La Banque européenne déconseille de planquer de l’argent au placard.
La Banque centrale européenne recommande de conserver entre 70 et 100 euros en liquide pour faire face à une « instabilité majeure » pendant environ 72 heures. En Belgique, la part du cash dans les transactions est de 39% en 2024, contre 45% en 2022, et 7 Belges sur 10 déclarent ne pas garder de liquidités en réserve chez eux.
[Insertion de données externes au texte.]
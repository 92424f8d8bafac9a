//! JSON handlers for the web dashboard.
//!
//! Each handler mounts the matching page model against the backend and
//! serializes what the page would render. Backend failures come back as
//! `502 {"error": ...}` carrying the user-facing message.

use std::io::Cursor;
use std::time::Instant;

use anyhow::{Context, Result};
use chrono::Local;
use serde::{Deserialize, Serialize};
use tiny_http::{Response, StatusCode};

use crate::aggregate::ChartData;
use crate::api::{self, ApiError, Report, SummaryStats};
use crate::form::{self, FormFields, SubmissionForm};
use crate::map::HeatmapView;
use crate::pages::{ExplorePage, HomePage, MetricCard, StateDetailsPage, SubmitPage};
use crate::table::{ReportColumn, ReportGrid, SortDirection, SortState};

use super::{AppState, content_type_json, json_error};

type HttpResponse = Response<Cursor<Vec<u8>>>;

// ---------------------------------------------------------------------------
// JSON response types
// ---------------------------------------------------------------------------

#[derive(Serialize)]
struct MetaResponse {
    states: Vec<StateOption>,
    departments: Vec<DepartmentOption>,
    amount_ranges: Vec<&'static str>,
    page_size_options: Vec<usize>,
    page_size: usize,
    success_display_ms: u128,
}

#[derive(Serialize)]
struct StateOption {
    code: &'static str,
    label: String,
}

#[derive(Serialize)]
struct DepartmentOption {
    value: &'static str,
    label: &'static str,
}

#[derive(Serialize)]
struct HomeResponse<'a> {
    stats: Option<&'a SummaryStats>,
    stats_error: Option<&'a str>,
    cards: Vec<MetricCard>,
    heatmap: Option<&'a HeatmapView>,
}

#[derive(Serialize)]
struct ReportsResponse<'a> {
    rows: Vec<&'a Report>,
    page: usize,
    page_count: usize,
    page_size: usize,
    total_matching: usize,
    sort: SortState<ReportColumn>,
    chart: ChartData,
}

#[derive(Serialize)]
struct StateResponse {
    code: String,
    name: String,
    cards: Vec<MetricCard>,
    most_reported: String,
    chart: ChartData,
}

/// Body of `POST /api/reports`, as typed into the form.
#[derive(Debug, Default, Deserialize)]
#[serde(default)]
struct SubmitRequest {
    state: String,
    district: String,
    city: String,
    department: String,
    description: String,
    amount: String,
}

#[derive(Serialize)]
struct HealthResponse {
    backend_ok: bool,
    backend_status: Option<String>,
    backend_error: Option<String>,
    topology_ok: bool,
    config_exists: bool,
}

// ---------------------------------------------------------------------------
// Helpers
// ---------------------------------------------------------------------------

fn json_response<T: Serialize>(data: &T, status: u16) -> Result<HttpResponse> {
    let body = serde_json::to_string(data).context("failed to serialize JSON response")?;
    Ok(Response::from_data(body.into_bytes())
        .with_header(content_type_json())
        .with_status_code(StatusCode(status)))
}

fn upstream_error(err: &ApiError, fallback: &str) -> HttpResponse {
    json_error(502, &err.user_message(fallback))
}

/// Decode `%XX` escapes and `+` in a query component.
fn percent_decode(s: &str) -> String {
    let hex = |b: u8| (b as char).to_digit(16);
    let bytes = s.as_bytes();
    let mut out = Vec::with_capacity(bytes.len());
    let mut i = 0;
    while i < bytes.len() {
        match bytes[i] {
            b'+' => out.push(b' '),
            b'%' if i + 2 < bytes.len() => match (hex(bytes[i + 1]), hex(bytes[i + 2])) {
                (Some(hi), Some(lo)) => {
                    out.push((hi * 16 + lo) as u8);
                    i += 2;
                }
                _ => out.push(b'%'),
            },
            b => out.push(b),
        }
        i += 1;
    }
    String::from_utf8_lossy(&out).into_owned()
}

/// All `key=value` pairs of the URL's query string, decoded.
fn query_params(url: &str) -> Vec<(String, String)> {
    let Some((_, query)) = url.split_once('?') else {
        return Vec::new();
    };
    query
        .split('&')
        .filter(|pair| !pair.is_empty())
        .map(|pair| {
            let (k, v) = pair.split_once('=').unwrap_or((pair, ""));
            (percent_decode(k), percent_decode(v))
        })
        .collect()
}

fn param<'a>(params: &'a [(String, String)], name: &str) -> Option<&'a str> {
    params
        .iter()
        .find(|(k, _)| k == name)
        .map(|(_, v)| v.as_str())
}

// ---------------------------------------------------------------------------
// Handlers
// ---------------------------------------------------------------------------

/// `GET /api/meta`: choices for the form and the filter panel.
pub fn get_meta(state: &AppState) -> Result<HttpResponse> {
    let resp = MetaResponse {
        states: SubmitPage::state_options()
            .into_iter()
            .map(|(code, label)| StateOption { code, label })
            .collect(),
        departments: SubmitPage::department_options()
            .iter()
            .map(|&(value, label)| DepartmentOption { value, label })
            .collect(),
        amount_ranges: crate::table::AmountRange::PRESETS.to_vec(),
        page_size_options: state.display.page_size_options.clone(),
        page_size: state.display.page_size,
        success_display_ms: state.success_display.as_millis(),
    };
    json_response(&resp, 200)
}

/// `GET /api/home`: summary cards and the heatmap.
pub fn get_home(state: &AppState) -> Result<HttpResponse> {
    let mut page = HomePage::new();
    page.mount(state.api.as_ref(), state.topology.as_ref());

    let resp = HomeResponse {
        stats: page.stats.ready(),
        stats_error: page.stats.error.as_deref(),
        cards: page.metric_cards(),
        heatmap: page.map.ready(),
    };
    json_response(&resp, 200)
}

/// `GET /api/reports?state=&department=&amountRange=&dateRange=&search=&sort=&dir=&page=&pageSize=`
pub fn get_reports(state: &AppState, url: &str) -> Result<HttpResponse> {
    let params = query_params(url);
    let mut grid = ReportGrid::new(
        state.display.page_size,
        state.display.page_size_options.clone(),
    );

    for key in ["state", "department", "amountRange", "dateRange", "search"] {
        if let Some(value) = param(&params, key)
            && let Err(e) = grid.set_filter(key, value)
        {
            return Ok(json_error(400, &e));
        }
    }
    if let Some(field) = param(&params, "sort") {
        let field: ReportColumn = match field.parse() {
            Ok(f) => f,
            Err(e) => return Ok(json_error(400, &e)),
        };
        let direction = match param(&params, "dir") {
            Some("asc") => SortDirection::Asc,
            _ => SortDirection::Desc,
        };
        grid.sort = SortState::new(field, direction);
    }
    if let Some(size) = param(&params, "pageSize").and_then(|s| s.parse().ok())
        && let Err(e) = grid.set_page_size(size)
    {
        return Ok(json_error(400, &e));
    }

    let mut page = ExplorePage::new(grid);
    page.mount(state.api.as_ref());
    if let Some(err) = &page.reports.error {
        return Ok(json_error(502, err));
    }

    let today = Local::now().date_naive();
    let total = page.grid.matching(page.loaded(), today).len();
    let requested = param(&params, "page").and_then(|s| s.parse().ok()).unwrap_or(1);
    page.grid.pagination.go_to(requested, total);

    let view = page.view(today);
    let resp = ReportsResponse {
        page: view.page,
        page_count: view.page_count,
        page_size: view.page_size,
        total_matching: view.total_matching,
        sort: page.grid.sort,
        chart: page.department_chart(today),
        rows: view.rows,
    };
    json_response(&resp, 200)
}

/// `GET /api/state/{code}`: one state's drill-down.
pub fn get_state(state: &AppState, code: &str) -> Result<HttpResponse> {
    if let Err(e) = api::checked_code(code) {
        return Ok(json_error(400, &e.to_string()));
    }
    let mut page = StateDetailsPage::default();
    page.navigate(code, state.api.as_ref());
    if let Some(err) = page.error() {
        return Ok(json_error(502, err));
    }

    let resp = StateResponse {
        code: page.code.clone().unwrap_or_default(),
        name: page.state_name().to_string(),
        cards: page.metric_cards(),
        most_reported: page.most_reported(),
        chart: page.chart(),
    };
    json_response(&resp, 200)
}

/// `GET /api/states/{code}/districts`
pub fn get_districts(state: &AppState, code: &str) -> Result<HttpResponse> {
    match state.api.districts(code) {
        Ok(districts) => json_response(&districts, 200),
        Err(e) => Ok(upstream_error(&e, "Failed to load districts")),
    }
}

/// `POST /api/reports`: submit through the form model.
pub fn post_report(state: &AppState, body: &str) -> Result<HttpResponse> {
    let req: SubmitRequest = match serde_json::from_str(body) {
        Ok(r) => r,
        Err(e) => return Ok(json_error(400, &format!("invalid JSON in report: {e}"))),
    };

    let mut form = SubmissionForm::new(state.success_display);
    form.fields = FormFields {
        state: req.state,
        district: req.district,
        city: req.city,
        department: req.department,
        description: req.description,
        amount: form::format_amount_input(&req.amount),
    };

    match form.submit(state.api.as_ref(), Instant::now()) {
        Ok(Some(report)) => json_response(&report, 201),
        Ok(None) => Ok(json_error(
            502,
            &form.banner().unwrap_or_else(|| form::SUBMIT_FAILED_MESSAGE.to_string()),
        )),
        Err(missing) => json_response(
            &serde_json::json!({ "error": missing.to_string(), "missing": missing.0 }),
            400,
        ),
    }
}

/// `GET /api/health`: backend and topology reachability.
pub fn get_health(state: &AppState) -> Result<HttpResponse> {
    let health = state.api.health();
    let resp = HealthResponse {
        backend_ok: health.is_ok(),
        backend_status: health.as_ref().ok().map(|h| h.status.clone()),
        backend_error: health.as_ref().err().map(|e| e.to_string()),
        topology_ok: state.topology.state_names().is_ok(),
        config_exists: crate::config::global_config_file()
            .map(|p| p.exists())
            .unwrap_or(false),
    };
    json_response(&resp, 200)
}

// ---------------------------------------------------------------------------
// Tests
// ---------------------------------------------------------------------------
Peut-être faites-vous partie de ceux qui, ce week-end, ont recherché un distributeur automatique de billets, influencés par le message de la BCE, la Banque centrale européenne ? Il semble cependant que peu de gens aient réellement paniqué, les retraits en espèces n’ayant pas connu d’augmentation significative, malgré la recommandation de l’institution financière européenne : *« Gardez votre calme et conservez du cash chez vous ». *
L’annonce de la BCE mérite néanmoins réflexion et questionnement. Il est important de noter que l’institution européenne s’adresse généralement aux États et aux institutions financières, et rarement aux citoyens de l’Union européenne. Que dit donc la BCE ? *« Keep calm and carry cash » : Gardez votre calme et conservez du cash chez vous. Combien ? Oh… pas grand-chose. Le conseil est de conserver entre 70 et 100 euros en liquidité. Au cas où…*
### Au cas où quoi ?
La Banque centrale européenne recommande donc de garder au moins 70 à 100 euros en liquide, en cas « d’instabilité majeure », une somme jugée suffisante pour couvrir les besoins essentiels pendant environ 72 heures. Constituer un petit bas de laine physique… Voilà un réflexe à adopter, même si les conflits directs ont épargné le continent européen depuis plusieurs décennies.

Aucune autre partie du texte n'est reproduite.